Activity
Your answer must be an exact copy of every record below.

Records supplied
------------------------------------
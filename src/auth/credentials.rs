//! OAuth2 client credentials attached to a config client.

// self
use crate::{_prelude::*, auth::Secret};

/// How the client authenticates itself at the token endpoint.
#[derive(Clone, Copy, Debug, Default, PartialEq, Eq, Serialize, Deserialize)]
#[serde(rename_all = "snake_case")]
pub enum ClientAuthMethod {
	#[default]
	/// HTTP Basic with `client_id`/`client_secret`.
	ClientSecretBasic,
	/// Form POST body parameters for `client_id`/`client_secret`.
	ClientSecretPost,
}

/// Client-credentials grant settings for a protected config server.
#[derive(Clone, Debug, PartialEq, Eq, Serialize, Deserialize)]
pub struct OAuth2Credentials {
	/// Token endpoint URI.
	pub access_token_uri: String,
	/// OAuth 2.0 client identifier.
	pub client_id: String,
	/// OAuth 2.0 client secret.
	pub client_secret: Secret,
	/// Client authentication method used at the token endpoint.
	#[serde(default)]
	pub auth_method: ClientAuthMethod,
}
impl OAuth2Credentials {
	/// Creates credentials that authenticate with HTTP Basic.
	pub fn new(
		access_token_uri: impl Into<String>,
		client_id: impl Into<String>,
		client_secret: impl Into<Secret>,
	) -> Self {
		Self {
			access_token_uri: access_token_uri.into(),
			client_id: client_id.into(),
			client_secret: client_secret.into(),
			auth_method: ClientAuthMethod::default(),
		}
	}

	/// Overrides the client authentication method.
	pub fn with_auth_method(mut self, method: ClientAuthMethod) -> Self {
		self.auth_method = method;

		self
	}
}
// std
use std::sync::Arc;
// crates.io
use httpmock::prelude::*;
// self
use spring_config_client::{
	ConfigClient, RequestOptions, config_client,
	http::{HeaderName, HeaderValue},
	registry::{ClientRegistry, RegistryScope},
};

fn database_url(client: &ConfigClient) -> Option<String> {
	client.get_as("db.url").ok().flatten()
}

fn describe(client: &ConfigClient, (prefix, count): (&str, usize)) -> String {
	format!("{prefix}:{}:{count}", client.profile())
}

fn serve<'a>(server: &'a MockServer, app_name: &str) -> httpmock::Mock<'a> {
	let path = format!("/master/development-{app_name}.json");

	server.mock(move |when, then| {
		when.method(GET).path(path).header("x-caller", "inject");
		then.status(200)
			.header("content-type", "application/json")
			.body(r#"{"db":{"url":"postgres://db/billing"}}"#);
	})
}

fn options() -> RequestOptions {
	RequestOptions::default()
		.with_header(HeaderName::from_static("x-caller"), HeaderValue::from_static("inject"))
}

#[test]
fn injected_function_receives_a_loaded_client() {
	let server = MockServer::start();
	let mock = serve(&server, "billing");
	let injected = config_client(ConfigClient::builder("billing").address(server.base_url()))
		.with_options(options())
		.inject(database_url);

	assert_eq!(injected.name(), "database_url");
	assert_eq!(
		injected.call().expect("Injected call should succeed."),
		Some("postgres://db/billing".to_owned())
	);

	mock.assert_calls(1);
}

#[test]
fn each_call_builds_a_fresh_client_without_registry() {
	let server = MockServer::start();
	let mock = serve(&server, "billing");
	let injected = config_client(ConfigClient::builder("billing").address(server.base_url()))
		.with_options(options())
		.inject(describe);

	assert_eq!(injected.call_with(("svc", 1)).expect("Call should succeed."), "svc:development:1");
	assert_eq!(injected.call_with(("svc", 2)).expect("Call should succeed."), "svc:development:2");

	mock.assert_calls(2);
}

#[test]
fn registry_shares_clients_across_injected_functions() {
	let server = MockServer::start();
	let mock = serve(&server, "billing");
	let registry = Arc::new(ClientRegistry::new(RegistryScope::PerApplication));
	let injector = config_client(ConfigClient::builder("billing").address(server.base_url()))
		.with_options(options())
		.with_registry(registry.clone());
	let url = injector.clone().inject(database_url);
	let label = injector.inject(describe);

	url.call().expect("First function should succeed.");
	label.call_with(("svc", 3)).expect("Second function should succeed.");

	assert!(registry.get("billing").is_some());

	mock.assert_calls(1);
}

#[test]
fn failed_fetch_is_returned_to_the_caller() {
	let server = MockServer::start();

	server.mock(|when, then| {
		when.method(GET).path("/master/development-billing.json");
		then.status(503);
	});

	let injected = config_client(
		ConfigClient::builder("billing").address(server.base_url()).fail_fast(false),
	)
	.inject(database_url);
	let err = injected.call().expect_err("HTTP 503 should fail the call.");

	assert!(!err.is_fatal());
	assert_eq!(err.status(), Some(503));
}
------------------------------------
Solution
filename src/auth/credentials.rs
//! OAuth2 client credentials attached to a config client.

// self
use crate::{_prelude::*, auth::Secret};

/// How the client authenticates itself at the token endpoint.
#[derive(Clone, Copy, Debug, Default, PartialEq, Eq, Serialize, Deserialize)]
#[serde(rename_all = "snake_case")]
pub enum ClientAuthMethod {
	#[default]
	/// HTTP Basic with `client_id`/`client_secret`.
	ClientSecretBasic,
	/// Form POST body parameters for `client_id`/`client_secret`.
	ClientSecretPost,
}

/// Client-credentials grant settings for a protected config server.
#[derive(Clone, Debug, PartialEq, Eq, Serialize, Deserialize)]
pub struct OAuth2Credentials {
	/// Token endpoint URI.
	pub access_token_uri: String,
	/// OAuth 2.0 client identifier.
	pub client_id: String,
	/// OAuth 2.0 client secret.
	pub client_secret: Secret,
	/// Client authentication method used at the token endpoint.
	#[serde(default)]
	pub auth_method: ClientAuthMethod,
}
impl OAuth2Credentials {
	/// Creates credentials that authenticate with HTTP Basic.
	pub fn new(
		access_token_uri: impl Into<String>,
		client_id: impl Into<String>,
		client_secret: impl Into<Secret>,
	) -> Self {
		Self {
			access_token_uri: access_token_uri.into(),
			client_id: client_id.into(),
			client_secret: client_secret.into(),
			auth_method: ClientAuthMethod::default(),
		}
	}

	/// Overrides the client authentication method.
	pub fn with_auth_method(mut self, method: ClientAuthMethod) -> Self {
		self.auth_method = method;

		self
	}
}
// std
use std::sync::Arc;
// crates.io
use httpmock::prelude::*;
// self
use spring_config_client::{
	ConfigClient, RequestOptions, config_client,
	http::{HeaderName, HeaderValue},
	registry::{ClientRegistry, RegistryScope},
};

fn database_url(client: &ConfigClient) -> Option<String> {
	client.get_as("db.url").ok().flatten()
}

fn describe(client: &ConfigClient, (prefix, count): (&str, usize)) -> String {
	format!("{prefix}:{}:{count}", client.profile())
}

fn serve<'a>(server: &'a MockServer, app_name: &str) -> httpmock::Mock<'a> {
	let path = format!("/master/development-{app_name}.json");

	server.mock(move |when, then| {
		when.method(GET).path(path).header("x-caller", "inject");
		then.status(200)
			.header("content-type", "application/json")
			.body(r#"{"db":{"url":"postgres://db/billing"}}"#);
	})
}

fn options() -> RequestOptions {
	RequestOptions::default()
		.with_header(HeaderName::from_static("x-caller"), HeaderValue::from_static("inject"))
}

#[test]
fn injected_function_receives_a_loaded_client() {
	let server = MockServer::start();
	let mock = serve(&server, "billing");
	let injected = config_client(ConfigClient::builder("billing").address(server.base_url()))
		.with_options(options())
		.inject(database_url);

	assert_eq!(injected.name(), "database_url");
	assert_eq!(
		injected.call().expect("Injected call should succeed."),
		Some("postgres://db/billing".to_owned())
	);

	mock.assert_calls(1);
}

#[test]
fn each_call_builds_a_fresh_client_without_registry() {
	let server = MockServer::start();
	let mock = serve(&server, "billing");
	let injected = config_client(ConfigClient::builder("billing").address(server.base_url()))
		.with_options(options())
		.inject(describe);

	assert_eq!(injected.call_with(("svc", 1)).expect("Call should succeed."), "svc:development:1");
	assert_eq!(injected.call_with(("svc", 2)).expect("Call should succeed."), "svc:development:2");

	mock.assert_calls(2);
}

#[test]
fn registry_shares_clients_across_injected_functions() {
	let server = MockServer::start();
	let mock = serve(&server, "billing");
	let registry = Arc::new(ClientRegistry::new(RegistryScope::PerApplication));
	let injector = config_client(ConfigClient::builder("billing").address(server.base_url()))
		.with_options(options())
		.with_registry(registry.clone());
	let url = injector.clone().inject(database_url);
	let label = injector.inject(describe);

	url.call().expect("First function should succeed.");
	label.call_with(("svc", 3)).expect("Second function should succeed.");

	assert!(registry.get("billing").is_some());

	mock.assert_calls(1);
}

#[test]
fn failed_fetch_is_returned_to_the_caller() {
	let server = MockServer::start();

	server.mock(|when, then| {
		when.method(GET).path("/master/development-billing.json");
		then.status(503);
	});

	let injected = config_client(
		ConfigClient::builder("billing").address(server.base_url()).fail_fast(false),
	)
	.inject(database_url);
	let err = injected.call().expect_err("HTTP 503 should fail the call.");

	assert!(!err.is_fatal());
	assert_eq!(err.status(), Some(503));
}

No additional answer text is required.